Okay, I'll bite. Just once.
#1: MS Office being hit by G-Docs/LibreOffice. Office 2010's biggest competitor is Office 2007, O15's biggest competitor will be Office 2010. GoogleDocs & LibreOffice are the equivalent of an F117A blip on the radar. Just because I live in the desert doesn't mean that the whole world is a sandy place.
#2: That would be stupid. First, MySQL is owned by Oracle. I should stop right here, but there's more. Apache is great on Linux, IIS is great on Windows. If PHP is your thing, then it runs great on IIS. Don't know if they'll include PHP in Windows, but it surely is being added to Azure (along with Java and Node.js). A friend of mine put up a Joomla! site on Windows+PHP+SQL-Server-Express - it was his first time, he had a lot of concerns, but the client demanded it. To his surprise, even under load the performance was comparable to the hundreds of other Joomla! sites he had deployed. Time for some to come out of the dark ages folks.
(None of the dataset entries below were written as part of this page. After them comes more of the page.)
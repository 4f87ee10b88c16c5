use std::path::PathBuf;

use comfy_table::{Cell, Table};

use super::open_db;
use crate::backup::{self, BackupSummary};
use crate::error::{BookError, Result};
use crate::fmt::format_bytes;
use crate::settings::get_data_dir;

fn print_summary(summary: &BackupSummary) {
    let mut table = Table::new();
    table.set_header(vec!["Table", "Rows"]);
    for (name, rows) in &summary.tables {
        table.add_row(vec![Cell::new(name), Cell::new(rows)]);
    }
    println!("{table}");
    println!("Rows: {}", summary.total_rows);
    println!("Size: {}", format_bytes(summary.size));
}

pub fn run(output: Option<String>) -> Result<()> {
    let conn = open_db()?;
    let dest = match output {
        Some(p) => PathBuf::from(p),
        None => backup::default_backup_path(&get_data_dir(), chrono::Local::now().naive_local()),
    };
    let summary = backup::create_backup(&conn, &dest)?;
    println!("Backup saved to {}", summary.path.display());
    print_summary(&summary);
    Ok(())
}

pub fn restore(file: &str, force: bool) -> Result<()> {
    let conn = open_db()?;
    if !force && backup::has_user_data(&conn)? {
        return Err(BookError::Backup(
            "the database already holds data; pass --force to replace it".into(),
        ));
    }
    let summary = backup::restore_backup(&conn, &PathBuf::from(file))?;
    println!("Restored {}", summary.path.display());
    print_summary(&summary);
    Ok(())
}
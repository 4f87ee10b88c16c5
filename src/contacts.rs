use rusqlite::{Connection, OptionalExtension};

use crate::accounts::normalize_iban;
use crate::categories::{resolve_category, resolve_purpose};
use crate::error::{BookError, Result};
use crate::models::Contact;

/// The defaults a contact hands to drafts it is matched to.
#[derive(Debug, Clone, PartialEq)]
pub struct ContactDefaults {
    pub contact_id: i64,
    pub category_id: Option<i64>,
    pub purpose_id: Option<i64>,
}

pub fn add_contact(
    conn: &Connection,
    name: &str,
    iban: Option<&str>,
    default_category: Option<&str>,
    default_purpose: Option<&str>,
    notes: Option<&str>,
) -> Result<i64> {
    let category_id = resolve_category(conn, default_category)?;
    let purpose_id = resolve_purpose(conn, default_purpose)?;
    conn.execute(
        "INSERT INTO contacts (name, iban, default_category_id, default_purpose_id, notes) \
         VALUES (?1, ?2, ?3, ?4, ?5)",
        rusqlite::params![name, iban.map(normalize_iban), category_id, purpose_id, notes],
    )?;
    Ok(conn.last_insert_rowid())
}

pub fn list_contacts(conn: &Connection) -> Result<Vec<Contact>> {
    let mut stmt = conn.prepare(
        "SELECT c.id, c.name, c.iban, cat.name, bp.name, c.notes \
         FROM contacts c \
         LEFT JOIN categories cat ON c.default_category_id = cat.id \
         LEFT JOIN budget_purposes bp ON c.default_purpose_id = bp.id \
         ORDER BY c.name",
    )?;
    let rows = stmt
        .query_map([], |row| {
            Ok(Contact {
                id: row.get(0)?,
                name: row.get(1)?,
                iban: row.get(2)?,
                default_category: row.get(3)?,
                default_purpose: row.get(4)?,
                notes: row.get(5)?,
            })
        })?
        .collect::<std::result::Result<Vec<_>, _>>()?;
    Ok(rows)
}

pub fn find_contact_id(conn: &Connection, name: &str) -> Result<i64> {
    conn.query_row("SELECT id FROM contacts WHERE name = ?1", [name], |row| row.get(0))
        .optional()?
        .ok_or_else(|| BookError::UnknownContact(name.to_string()))
}

pub fn resolve_contact(conn: &Connection, name: Option<&str>) -> Result<Option<i64>> {
    name.map(|n| find_contact_id(conn, n)).transpose()
}

pub fn find_contact_by_iban(conn: &Connection, iban: &str) -> Result<Option<ContactDefaults>> {
    let found = conn
        .query_row(
            "SELECT id, default_category_id, default_purpose_id FROM contacts WHERE iban = ?1",
            [normalize_iban(iban)],
            |row| {
                Ok(ContactDefaults {
                    contact_id: row.get(0)?,
                    category_id: row.get(1)?,
                    purpose_id: row.get(2)?,
                })
            },
        )
        .optional()?;
    Ok(found)
}

pub fn contact_defaults(conn: &Connection, contact_id: i64) -> Result<ContactDefaults> {
    conn.query_row(
        "SELECT id, default_category_id, default_purpose_id FROM contacts WHERE id = ?1",
        [contact_id],
        |row| {
            Ok(ContactDefaults {
                contact_id: row.get(0)?,
                category_id: row.get(1)?,
                purpose_id: row.get(2)?,
            })
        },
    )
    .optional()?
    .ok_or(BookError::NotFound { entity: "contact", id: contact_id })
}
use colored::Colorize;
use comfy_table::{Cell, Table};

use super::open_db;
use super::postings::{amount_cell, posting_table};
use crate::budget::default_range;
use crate::error::Result;
use crate::fmt::money;
use crate::postings::PostingFilter;
use crate::reports;
use crate::settings::load_settings;

pub fn balance() -> Result<()> {
    let conn = open_db()?;
    let report = reports::get_balance(&conn)?;

    let mut table = Table::new();
    table.set_header(vec!["Account", "Type", "Currency", "Balance"]);
    for a in &report.accounts {
        table.add_row(vec![
            Cell::new(&a.name),
            Cell::new(&a.account_type),
            Cell::new(&a.currency),
            amount_cell(a.balance),
        ]);
    }
    table.add_row(vec![
        Cell::new("Total".bold()),
        Cell::new(""),
        Cell::new(""),
        Cell::new(money(report.total).bold()),
    ]);
    println!("Balances\n{table}");
    Ok(())
}

pub fn cashflow(from: Option<String>, to: Option<String>) -> Result<()> {
    let conn = open_db()?;
    let settings = load_settings();
    let (default_from, default_to) = default_range(&settings, chrono::Local::now().date_naive());
    let from = from.unwrap_or_else(|| default_from.to_string());
    let to = to.unwrap_or_else(|| default_to.to_string());
    let report = reports::get_cashflow(&conn, &from, &to)?;

    let mut table = Table::new();
    table.set_header(vec!["Month", "Inflows", "Outflows", "Net", "Running"]);
    for m in &report.months {
        table.add_row(vec![
            Cell::new(&m.month),
            Cell::new(money(m.inflows)),
            Cell::new(money(m.outflows)),
            amount_cell(m.net),
            Cell::new(money(m.running_balance)),
        ]);
    }
    table.add_row(vec![
        Cell::new("Total".bold()),
        Cell::new(money(report.total_inflows)),
        Cell::new(money(report.total_outflows)),
        amount_cell(report.total_inflows + report.total_outflows),
        Cell::new(""),
    ]);
    println!("Cash flow {from} to {to}\n{table}");
    Ok(())
}

pub fn register(from: Option<String>, to: Option<String>, account: Option<String>) -> Result<()> {
    let conn = open_db()?;
    let report = reports::get_register(&conn, &PostingFilter { from, to, account })?;
    println!("Register\n{}", posting_table(&report.rows));
    println!("{} postings, total {}", report.count, money(report.total));
    Ok(())
}
use comfy_table::{Cell, Table};

use super::postings::amount_cell;
use super::{date_or_today, open_db};
use crate::error::Result;
use crate::fmt::money;
use crate::securities;
use crate::settings::load_settings;

pub fn add(name: &str, isin: &str, symbol: Option<&str>, currency: Option<&str>) -> Result<()> {
    let conn = open_db()?;
    let settings = load_settings();
    securities::add_security(&conn, name, isin, symbol, currency.unwrap_or(&settings.currency))?;
    println!("Added security: {name} ({})", isin.trim().to_uppercase());
    Ok(())
}

pub fn list() -> Result<()> {
    let conn = open_db()?;
    let mut table = Table::new();
    table.set_header(vec!["ID", "Name", "ISIN", "Symbol", "Currency"]);
    for s in securities::list_securities(&conn)? {
        table.add_row(vec![
            Cell::new(s.id),
            Cell::new(s.name),
            Cell::new(s.isin),
            Cell::new(s.symbol.unwrap_or_default()),
            Cell::new(s.currency),
        ]);
    }
    println!("Securities\n{table}");
    Ok(())
}

pub fn price(security: &str, price: f64, date: Option<String>) -> Result<()> {
    let conn = open_db()?;
    let date = date_or_today(date);
    securities::set_price(&conn, security, &date, price)?;
    println!("Price for {security} on {date}: {}", money(price));
    Ok(())
}

pub fn holdings() -> Result<()> {
    let conn = open_db()?;
    let rows = securities::holdings(&conn)?;
    if rows.is_empty() {
        println!("No holdings.");
        return Ok(());
    }

    let mut table = Table::new();
    table.set_header(vec!["Security", "ISIN", "Quantity", "Cost", "Price", "As of", "Value", "Unrealized"]);
    for h in rows {
        table.add_row(vec![
            Cell::new(h.name),
            Cell::new(h.isin),
            Cell::new(format!("{:.4}", h.quantity)),
            Cell::new(money(h.cost_basis)),
            Cell::new(h.latest_price.map(money).unwrap_or_default()),
            Cell::new(h.price_date.unwrap_or_default()),
            Cell::new(h.market_value.map(money).unwrap_or_default()),
            h.unrealized.map(amount_cell).unwrap_or_else(|| Cell::new("")),
        ]);
    }
    println!("Holdings\n{table}");
    Ok(())
}
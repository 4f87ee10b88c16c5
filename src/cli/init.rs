use std::path::PathBuf;

use crate::db::{get_connection, init_db};
use crate::error::Result;
use crate::settings::{load_settings, save_settings, shellexpand_path};

pub fn run(data_dir: Option<String>) -> Result<()> {
    let mut settings = load_settings();
    if let Some(dir) = data_dir {
        settings.data_dir = shellexpand_path(&dir);
    }
    save_settings(&settings)?;

    let resolved = PathBuf::from(&settings.data_dir);
    std::fs::create_dir_all(&resolved)?;
    std::fs::create_dir_all(resolved.join("backups"))?;
    std::fs::create_dir_all(resolved.join("exports"))?;

    let conn = get_connection(&resolved.join("pocketbook.db"))?;
    init_db(&conn)?;
    tracing::info!(data_dir = %resolved.display(), "database initialized");

    println!("Initialized pocketbook at {}", resolved.display());
    Ok(())
}
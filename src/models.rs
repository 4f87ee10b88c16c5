use serde::{Deserialize, Serialize};

pub const ACCOUNT_TYPES: &[&str] = &["checking", "savings", "credit_card", "depot", "cash"];

#[derive(Debug, Clone, Serialize)]
pub struct Account {
    pub id: i64,
    pub name: String,
    pub account_type: String,
    pub institution: Option<String>,
    pub iban: Option<String>,
    pub currency: String,
    pub opening_balance: f64,
    pub is_active: bool,
    pub balance: f64,
}

#[derive(Debug, Clone, Serialize)]
pub struct Contact {
    pub id: i64,
    pub name: String,
    pub iban: Option<String>,
    pub default_category: Option<String>,
    pub default_purpose: Option<String>,
    pub notes: Option<String>,
}

#[derive(Debug, Clone, Serialize)]
pub struct Category {
    pub id: i64,
    pub name: String,
    pub category_type: String,
    pub description: Option<String>,
}

#[derive(Debug, Clone, Serialize)]
pub struct Purpose {
    pub id: i64,
    pub name: String,
    pub description: Option<String>,
}

/// A posting joined with the names of everything it points at.
#[derive(Debug, Clone, Serialize)]
pub struct Posting {
    pub id: i64,
    pub account: String,
    pub booking_date: String,
    pub valuta_date: String,
    pub amount: f64,
    pub description: String,
    pub contact: Option<String>,
    pub category: Option<String>,
    pub purpose: Option<String>,
    pub savings_plan: Option<String>,
    pub security: Option<String>,
    pub quantity: Option<f64>,
}

/// Input for a new posting. References are resolved by name.
#[derive(Debug, Clone, Default, Deserialize)]
pub struct NewPosting {
    pub account: String,
    pub booking_date: String,
    #[serde(default)]
    pub valuta_date: Option<String>,
    pub amount: f64,
    pub description: String,
    #[serde(default)]
    pub contact: Option<String>,
    #[serde(default)]
    pub category: Option<String>,
    #[serde(default)]
    pub purpose: Option<String>,
    #[serde(default)]
    pub savings_plan: Option<String>,
    #[serde(default)]
    pub security: Option<String>,
    #[serde(default)]
    pub quantity: Option<f64>,
}

#[derive(Debug, Clone, Serialize)]
pub struct StatementDraft {
    pub id: i64,
    pub account: String,
    pub booking_date: String,
    pub valuta_date: String,
    pub amount: f64,
    pub description: String,
    pub counterparty: Option<String>,
    pub counterparty_iban: Option<String>,
    pub contact: Option<String>,
    pub category: Option<String>,
    pub purpose: Option<String>,
    pub status: String,
    pub posting_id: Option<i64>,
}

#[derive(Debug, Clone, Serialize)]
pub struct MatchRule {
    pub id: i64,
    pub pattern: String,
    pub match_type: String,
    pub contact: Option<String>,
    pub category: Option<String>,
    pub purpose: Option<String>,
    pub priority: i64,
    pub hit_count: i64,
}

/// Intermediate representation from a statement parser before drafting.
#[derive(Debug, Clone, PartialEq)]
pub struct ParsedRow {
    pub booking_date: String,
    pub valuta_date: String,
    pub description: String,
    pub amount: f64,
    pub counterparty: Option<String>,
    pub counterparty_iban: Option<String>,
}
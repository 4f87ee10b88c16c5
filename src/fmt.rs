/// Format a float as an amount with thousands separators: 1,234.56
pub fn money(val: f64) -> String {
    let negative = val < 0.0 && (val * 100.0).round() != 0.0;
    let abs = val.abs();
    let cents = format!("{:.2}", abs);
    let (int_part, dec_part) = cents.split_once('.').unwrap_or((&cents, "00"));

    let mut with_commas = String::new();
    for (i, c) in int_part.chars().rev().enumerate() {
        if i > 0 && i % 3 == 0 {
            with_commas.push(',');
        }
        with_commas.push(c);
    }
    let with_commas: String = with_commas.chars().rev().collect();

    if negative {
        format!("-{with_commas}.{dec_part}")
    } else {
        format!("{with_commas}.{dec_part}")
    }
}

pub fn percent(val: Option<f64>) -> String {
    match val {
        Some(v) => format!("{v:.1}%"),
        None => "\u{2014}".to_string(),
    }
}

pub fn format_bytes(size: u64) -> String {
    const UNITS: &[&str] = &["B", "KB", "MB", "GB"];
    let mut value = size as f64;
    let mut unit = 0;
    while value >= 1024.0 && unit < UNITS.len() - 1 {
        value /= 1024.0;
        unit += 1;
    }
    if unit == 0 {
        format!("{size} B")
    } else {
        format!("{value:.1} {}", UNITS[unit])
    }
}

#[cfg(test)]
mod tests {
    use super::*;

    #[test]
    fn test_money_formatting() {
        assert_eq!(money(1234.56), "1,234.56");
        assert_eq!(money(-500.00), "-500.00");
        assert_eq!(money(0.0), "0.00");
        assert_eq!(money(-0.001), "0.00");
        assert_eq!(money(1000000.99), "1,000,000.99");
        assert_eq!(money(42.10), "42.10");
    }

    #[test]
    fn test_percent() {
        assert_eq!(percent(Some(87.456)), "87.5%");
        assert_eq!(percent(None), "\u{2014}");
    }

    #[test]
    fn test_format_bytes() {
        assert_eq!(format_bytes(512), "512 B");
        assert_eq!(format_bytes(2048), "2.0 KB");
        assert_eq!(format_bytes(5 * 1024 * 1024), "5.0 MB");
    }
}
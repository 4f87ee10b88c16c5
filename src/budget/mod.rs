pub mod allocation;
pub mod export;
pub mod interval;
pub mod periods;
pub mod report;

pub use interval::RuleInterval;
pub use periods::Granularity;
pub use report::{
    add_rule, build_plan, build_report, default_range, delete_rule, list_rules, resolve_range,
    BudgetReport, NewBudgetRule,
};

pub(crate) fn to_cents(amount: f64) -> i64 {
    (amount * 100.0).round() as i64
}

pub(crate) fn from_cents(cents: i64) -> f64 {
    cents as f64 / 100.0
}
use thiserror::Error;

/// Errors at the hook payload boundary.
///
/// A stop hook must never break the agent loop, so callers map every
/// variant to the empty response; the variants exist so that mapping is
/// an explicit error-kind check rather than caught-panic control flow.
#[derive(Error, Debug)]
pub enum HookError {
    #[error("failed to read hook event: {0}")]
    Io(#[from] std::io::Error),

    #[error("failed to decode hook event: {0}")]
    Decode(#[from] serde_json::Error),
}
#5: The API documentation is really good, not perfect, but among the best out there. In many languages too. Seems like reading comprehension or competency is the problem here. Do the same developers have access to the OSX or iOS code or the AWS code or the GAE code? Each OS or platform has it's own strengths and weaknesses, learn from the docs, others, and experience.
#6: They are. Do your homework.
#8: They are. Do your homework. I suppose they could do more.
#9: Persecution complex here? Just asking. Hardware developers aren't born with a hatred towards OSS, they need to see value in doing what you ask. Make a compelling case and convince them, then it will happen. If OSS developers want something, go earn it.
#10: Huh? Exchange ActiveSync protocol documentation is publicly available. Seems like a competency problem here if the OSS developers can't write a good enough implementation of the protocol. All the mobile phone hardware and OS folks have done it, is there anyone holding back the OSS developers?
If you got this far and your blood isn't boiling, contact me. I'm not a fan of OSS nor do I hate it. It's just one way of making code available to its end-users. It has its pros and cons, just like anything else. And, before you guys go off the deep end, I know plenty of developers/non-developers in OSS as well as proprietary source, working at startups to large enterprises. I really don't care if you believe it or not, it doesn't change any facts.
Bottom line is, if Jack and the rest of the OSS fans believe that OSS has finally arrived to the level of enterprises like Microsoft/Apple/Google, then demonstrate it with real code. Want respect, earn it. Want anything, earn it. It's the real world, nobody owes you nothing.
P.S. Jack's looking to stir the pot, he got it.